You know Coldplay is really doing well creatively and commercially when all the New York Times can talk about regarding Coldplay is their Myspace.:rolleyes:

whahaha mimi, your comments crack me up

as for the article :dozey: plain boring and stupid! why would anyone bother to make it but hey, they must need jobs for interns!

seriously the whole intention is that you come to the coldplay original site anyways...

  • Author
I haven't paid attention to it and I haven't read it all, it's too long. Actually, it shouldn't have been put on this website. Just ignore it.:thinking:

 

Shouldn't it now? ;)

 

It's an piece that illustrates how ridiculous the NYT article is, isn't meant to be taken seriously.

so they couldn't be bothered reviewing the album, but they will take the time to review the myspace page? interesting journalistic choice there :rolleyes:

  • Author

Perhaps it's easier to criticise the myspace page, than the album :P :idea2:

Get a grip people. Mich is just posting Coldplay related news items...don't kill the messenger...

 

:)

It's a slow news day, huh, NYT? :dozey:

We get it, NYT hates everything about Coldplay.
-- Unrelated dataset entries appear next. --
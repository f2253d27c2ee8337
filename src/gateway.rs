//! The `Gateway` facade (§4.6): wires [`crate::transp::Transp`] and
//! [`crate::ser::Ser`], owns the optional worker thread, and exposes the
//! lifecycle/setters the original's `ser2mms_new`/`ser2mms_run`/
//! `ser2mms_destroy`/`ser2mms_set_cmd`/`ser2mms_set_id`/`ser2mms_test_tick`
//! expose as C entry points.
//!
//! Construction order follows §3's lifecycle invariant: codecs, then
//! events, then `Ser`, then `Transp`; entities are destroyed in reverse by
//! ordinary `Drop`, and a failed construction step rolls back everything
//! allocated so far by simply not returning a `Gateway` (the partially
//! built pieces are local values that drop themselves).

use std::ops::{Deref, DerefMut};
use std::sync::atomic::{AtomicBool, Ordering};
use std::sync::{Arc, Mutex, MutexGuard};
use std::time::Duration;

use log::info;

use crate::config::GatewayConfig;
use crate::crc16::CrcVariant;
use crate::error::GatewayError;
use crate::port::{Gpio, NullGpio, Serial2Link, SerialLink, StdThread, Thread};
use crate::ser::{PayloadApi, Ser, SubsMode};
use crate::transp::Transp;
use crate::types::Role;

/// Default RX/TX buffer capacity: the largest possible frame (SLAVE-in,
/// full subscriptions) comfortably fits with headroom. §6.1 puts the
/// default full-mode SLAVE-in size at 100 bytes.
const DEFAULT_BUF_CAPACITY: usize = 256;

/// A thin, stateful facade over the protocol engine. Generic over the user's
/// [`PayloadApi`] implementation. `inner` is shared (`Arc<Mutex<_>>`) rather
/// than moved into the worker thread on `run()`, so `set_cmd`/`set_id`/
/// `test_tick`/`user_context` stay live and non-panicking for the Gateway's
/// whole life, threaded or not — the worker thread and these accessors just
/// contend for the same lock `poll()` already takes each iteration.
pub struct Gateway<U: PayloadApi + Send + 'static> {
    role: Role,
    threaded: bool,
    running: Arc<AtomicBool>,
    worker: Option<Box<dyn Thread>>,
    inner: Arc<Mutex<GatewayInner<U>>>,
}

/// The parts of the Gateway a `poll()` call touches together. Grouped so a
/// single lock covers `transp`/`ser`/`user` as one unit, matching the
/// at-most-one-frame-in-flight invariant (§3) those three already share.
struct GatewayInner<U: PayloadApi> {
    transp: Transp,
    ser: Ser,
    user: U,
}

/// A locked view of the user-supplied [`PayloadApi`] implementation, handed
/// out by [`Gateway::user_context`]/[`Gateway::user_context_mut`]. Holds the
/// same lock the worker thread polls under, so in threaded mode a call
/// blocks only as long as the worker is mid-`poll()`, rather than racing a
/// moved-out value.
pub struct UserContextGuard<'a, U: PayloadApi> {
    guard: MutexGuard<'a, GatewayInner<U>>,
}

impl<'a, U: PayloadApi> Deref for UserContextGuard<'a, U> {
    type Target = U;

    fn deref(&self) -> &U {
        &self.guard.user
    }
}

impl<'a, U: PayloadApi> DerefMut for UserContextGuard<'a, U> {
    fn deref_mut(&mut self) -> &mut U {
        &mut self.guard.user
    }
}

impl<U: PayloadApi + Send + 'static> Gateway<U> {
    /// Constructs codecs, events, `Ser`, and `Transp` in that order (§3).
    /// Opening the serial link or GPIO can fail; on failure nothing is
    /// returned and every value constructed so far is simply dropped.
    pub fn new(user: U, config: &GatewayConfig) -> Result<Self, GatewayError> {
        let link: Box<dyn SerialLink> =
            Box::new(Serial2Link::open(&config.port.device, config.port.baud_rate).map_err(GatewayError::PortOpen)?);

        let gpio: Box<dyn Gpio> = match (&config.port.gpio_path, config.port.gpio_pin) {
            (Some(path), Some(pin)) => {
                Box::new(crate::port::SysfsGpio::open(path, pin).map_err(GatewayError::GpioInit)?)
            }
            _ => Box::new(NullGpio),
        };

        let ser = Ser::new(config.role, config.subs_mode);
        let expected_size = ser.expected_frame_size();
        let mut transp = Transp::new(
            config.id,
            config.crc,
            config.threaded,
            link,
            gpio,
            DEFAULT_BUF_CAPACITY,
            expected_size,
        );
        transp.start();

        info!(
            "gateway constructed: role={:?} id={} crc={:?} subs={:?} threaded={}",
            config.role, config.id, config.crc, config.subs_mode, config.threaded
        );

        Ok(Gateway {
            role: config.role,
            threaded: config.threaded,
            running: Arc::new(AtomicBool::new(false)),
            worker: None,
            inner: Arc::new(Mutex::new(GatewayInner { transp, ser, user })),
        })
    }

    pub fn role(&self) -> Role {
        self.role
    }

    fn lock_inner(&self) -> MutexGuard<'_, GatewayInner<U>> {
        self.inner.lock().expect("gateway inner mutex poisoned")
    }

    /// The opaque user-context accessor (`ser2mms_get_ied` in the original).
    /// Safe to call at any point in the Gateway's life, threaded or not —
    /// see [`UserContextGuard`].
    pub fn user_context(&self) -> UserContextGuard<'_, U> {
        UserContextGuard { guard: self.lock_inner() }
    }

    pub fn user_context_mut(&self) -> UserContextGuard<'_, U> {
        UserContextGuard { guard: self.lock_inner() }
    }

    /// POLL only: sets the command word used for the next transmit
    /// (`ser2mms_set_cmd`). Accepted but meaningless in the SLAVE role.
    pub fn set_cmd(&self, cmd: crate::types::Cmd) {
        self.lock_inner().ser.set_cmd(cmd);
    }

    /// Updates this endpoint's bus address (`ser2mms_set_id`).
    pub fn set_id(&self, id: u8) {
        self.lock_inner().transp.set_id(id);
    }

    /// In single-threaded mode, the host's cooperative entry point — call
    /// this from a tight loop (§4.5.4, P7: idempotent when there's no
    /// work). In threaded mode this does nothing; the worker thread already
    /// drives `poll()`.
    pub fn poll(&self) {
        if self.threaded {
            return;
        }
        let mut inner = self.lock_inner();
        inner.transp.poll(&mut inner.ser, &mut inner.user);
    }

    /// Manual schedule-advance entry point (`ser2mms_test_tick`, the
    /// `SIGQUIT` hook in the original poll sample). POLL only; builds and
    /// queues the next request if none is outstanding.
    pub fn test_tick(&self) {
        let mut inner = self.lock_inner();
        if inner.ser.role() == Role::Poll {
            inner.transp.poll_tick(&mut inner.ser, &mut inner.user);
        }
    }

    /// Starts the worker loop. In threaded mode this spawns a thread that
    /// calls `poll()` (and, for POLL, checks an internal tick timer) until
    /// `running` is cleared; in single-threaded mode this only marks the
    /// engine as running and the host must call [`Gateway::poll`] itself.
    ///
    /// The worker only ever borrows `inner` through the shared `Arc<Mutex<_>>`
    /// — it is never moved out of the Gateway — so `set_cmd`/`set_id`/
    /// `test_tick`/`user_context` remain usable from the calling thread for
    /// as long as the Gateway lives, not just until `run()` is called.
    pub fn run(&mut self) -> Result<(), GatewayError>
    where
        U: 'static,
    {
        self.running.store(true, Ordering::SeqCst);
        if !self.threaded {
            return Ok(());
        }

        let inner = self.inner.clone();
        let running = self.running.clone();
        let role = self.role;

        let handle = StdThread::spawn("ser2mms-worker", move || {
            let tick_interval = Duration::from_millis(500);
            let mut next_tick = std::time::Instant::now() + tick_interval;
            while running.load(Ordering::SeqCst) {
                {
                    let mut inner = inner.lock().expect("gateway inner mutex poisoned");
                    inner.transp.poll(&mut inner.ser, &mut inner.user);
                    if role == Role::Poll && std::time::Instant::now() >= next_tick {
                        inner.transp.poll_tick(&mut inner.ser, &mut inner.user);
                        next_tick = std::time::Instant::now() + tick_interval;
                    }
                }
                std::thread::sleep(Duration::from_millis(1));
            }
        })
        .map_err(GatewayError::ThreadSpawn)?;

        self.worker = Some(Box::new(handle));
        Ok(())
    }

    /// Joins the worker (threaded) and tears down the transport. After this
    /// call the Gateway is inert; a fresh one should be built via `new`.
    pub fn destroy(&mut self) {
        self.running.store(false, Ordering::SeqCst);
        if let Some(worker) = self.worker.take() {
            if worker.join().is_err() {
                log::error!("worker thread panicked during shutdown");
            }
        }
        info!("gateway destroyed");
    }
}

impl<U: PayloadApi + Send + 'static> Drop for Gateway<U> {
    fn drop(&mut self) {
        self.destroy();
    }
}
They need to come up with some new material.

FUCK THE N.Y.T. THEY FUCKEN SUCK.............ENOUGH SAID:smug:

It's a slow news day, huh, NYT? :dozey:

We get it, NYT hates everything about Coldplay. They need to come up with some new material.

 

New York Behind The Times??:rolleyes:

:laugh3: what.. did New York Times hire Perez to write their news? :rolleyes:

Living in NYC - Im coming to see the demise of The Times and at the same time The New Yorker. I thought both had credibility. NYT's article on CP's myspace page = waste of time. If they want to lose readers (well i gave up a long time ago) - theyre on a good path.

 

More disgusting is the New Yorker's cover with Obama dressed in Muslim attire and Michelle looking like a terrorist. Made me nearly sick to my stomach.

 

I guess New York hates Obama and CP. See - they all loved Hillary - and I believe Chris mentioned Obama's name at one point or another. Gotta be a conspiracy.

 

I just wonder what the hell is wrong with New York lately esp when it comes to news (or what we pretend it is).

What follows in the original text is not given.